▶ **Data to process**
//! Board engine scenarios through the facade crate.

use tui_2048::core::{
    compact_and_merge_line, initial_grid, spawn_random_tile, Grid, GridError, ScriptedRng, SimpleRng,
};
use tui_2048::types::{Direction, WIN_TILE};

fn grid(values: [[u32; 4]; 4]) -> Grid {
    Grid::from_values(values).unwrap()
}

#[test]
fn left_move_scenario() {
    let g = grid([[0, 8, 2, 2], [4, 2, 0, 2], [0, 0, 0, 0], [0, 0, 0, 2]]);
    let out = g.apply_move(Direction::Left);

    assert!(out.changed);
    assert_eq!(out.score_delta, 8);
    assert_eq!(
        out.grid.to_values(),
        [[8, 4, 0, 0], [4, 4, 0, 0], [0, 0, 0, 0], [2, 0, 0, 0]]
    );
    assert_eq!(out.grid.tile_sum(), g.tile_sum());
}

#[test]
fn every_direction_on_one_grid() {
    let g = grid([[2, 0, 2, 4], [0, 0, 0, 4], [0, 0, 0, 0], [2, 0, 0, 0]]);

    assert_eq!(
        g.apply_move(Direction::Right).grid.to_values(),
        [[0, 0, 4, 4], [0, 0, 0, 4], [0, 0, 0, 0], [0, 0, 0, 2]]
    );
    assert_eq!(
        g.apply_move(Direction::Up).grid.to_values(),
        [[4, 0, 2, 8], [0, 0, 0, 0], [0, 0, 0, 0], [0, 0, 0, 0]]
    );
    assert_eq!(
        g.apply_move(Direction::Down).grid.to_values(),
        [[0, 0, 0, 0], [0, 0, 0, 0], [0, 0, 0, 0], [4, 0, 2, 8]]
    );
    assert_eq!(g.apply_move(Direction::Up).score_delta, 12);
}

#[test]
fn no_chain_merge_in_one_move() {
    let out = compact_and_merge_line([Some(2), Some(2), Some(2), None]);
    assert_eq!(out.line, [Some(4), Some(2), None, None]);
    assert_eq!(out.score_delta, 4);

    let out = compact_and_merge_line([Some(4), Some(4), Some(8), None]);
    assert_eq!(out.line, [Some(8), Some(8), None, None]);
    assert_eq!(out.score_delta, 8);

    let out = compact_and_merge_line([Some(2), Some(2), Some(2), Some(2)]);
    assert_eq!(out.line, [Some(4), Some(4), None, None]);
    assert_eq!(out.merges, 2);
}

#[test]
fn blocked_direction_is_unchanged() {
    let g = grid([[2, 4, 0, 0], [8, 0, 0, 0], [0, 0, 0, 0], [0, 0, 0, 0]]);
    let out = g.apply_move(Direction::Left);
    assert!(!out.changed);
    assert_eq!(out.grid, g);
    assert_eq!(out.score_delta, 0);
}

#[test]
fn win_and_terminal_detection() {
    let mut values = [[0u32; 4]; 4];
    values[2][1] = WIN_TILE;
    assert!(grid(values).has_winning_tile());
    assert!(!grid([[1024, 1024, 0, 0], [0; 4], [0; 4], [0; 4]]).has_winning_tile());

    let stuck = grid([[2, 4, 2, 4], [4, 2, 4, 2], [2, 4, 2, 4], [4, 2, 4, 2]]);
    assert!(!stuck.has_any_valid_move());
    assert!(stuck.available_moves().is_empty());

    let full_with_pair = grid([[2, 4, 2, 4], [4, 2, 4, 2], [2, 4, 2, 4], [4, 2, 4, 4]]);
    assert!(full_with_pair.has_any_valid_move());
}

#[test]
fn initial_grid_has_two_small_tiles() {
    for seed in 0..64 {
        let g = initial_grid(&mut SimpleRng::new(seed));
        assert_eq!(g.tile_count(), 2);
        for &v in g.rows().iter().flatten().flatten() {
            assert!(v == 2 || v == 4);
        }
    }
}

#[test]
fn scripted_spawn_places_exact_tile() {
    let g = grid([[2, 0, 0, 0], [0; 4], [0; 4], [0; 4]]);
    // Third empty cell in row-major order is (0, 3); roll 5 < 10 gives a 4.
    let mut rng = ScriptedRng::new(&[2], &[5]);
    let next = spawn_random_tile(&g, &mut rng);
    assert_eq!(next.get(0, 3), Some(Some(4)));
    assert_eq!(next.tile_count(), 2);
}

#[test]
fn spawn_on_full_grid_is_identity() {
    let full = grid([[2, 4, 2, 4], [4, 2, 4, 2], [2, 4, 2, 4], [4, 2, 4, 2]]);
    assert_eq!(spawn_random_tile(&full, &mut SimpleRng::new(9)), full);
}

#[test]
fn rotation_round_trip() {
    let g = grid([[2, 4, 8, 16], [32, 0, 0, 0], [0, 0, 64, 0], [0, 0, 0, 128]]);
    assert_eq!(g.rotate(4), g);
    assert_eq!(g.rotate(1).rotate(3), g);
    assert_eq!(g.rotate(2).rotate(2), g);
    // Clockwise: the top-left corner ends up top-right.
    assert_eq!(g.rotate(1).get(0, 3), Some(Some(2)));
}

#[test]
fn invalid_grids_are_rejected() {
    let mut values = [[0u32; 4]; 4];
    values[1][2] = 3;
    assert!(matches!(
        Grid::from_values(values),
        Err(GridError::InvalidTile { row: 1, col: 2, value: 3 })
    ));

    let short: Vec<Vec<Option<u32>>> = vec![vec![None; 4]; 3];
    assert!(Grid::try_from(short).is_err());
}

▶ **Exercise prompt**
Using the records above, list each line that includes "Some".

▶ **Task response**
    let out = compact_and_merge_line([Some(2), Some(2), Some(2), None]);
    assert_eq!(out.line, [Some(4), Some(2), None, None]);
    let out = compact_and_merge_line([Some(4), Some(4), Some(8), None]);
    assert_eq!(out.line, [Some(8), Some(8), None, None]);
    let out = compact_and_merge_line([Some(2), Some(2), Some(2), Some(2)]);
    assert_eq!(out.line, [Some(4), Some(4), None, None]);
    assert_eq!(next.get(0, 3), Some(Some(4)));
    assert_eq!(g.rotate(1).get(0, 3), Some(Some(2)));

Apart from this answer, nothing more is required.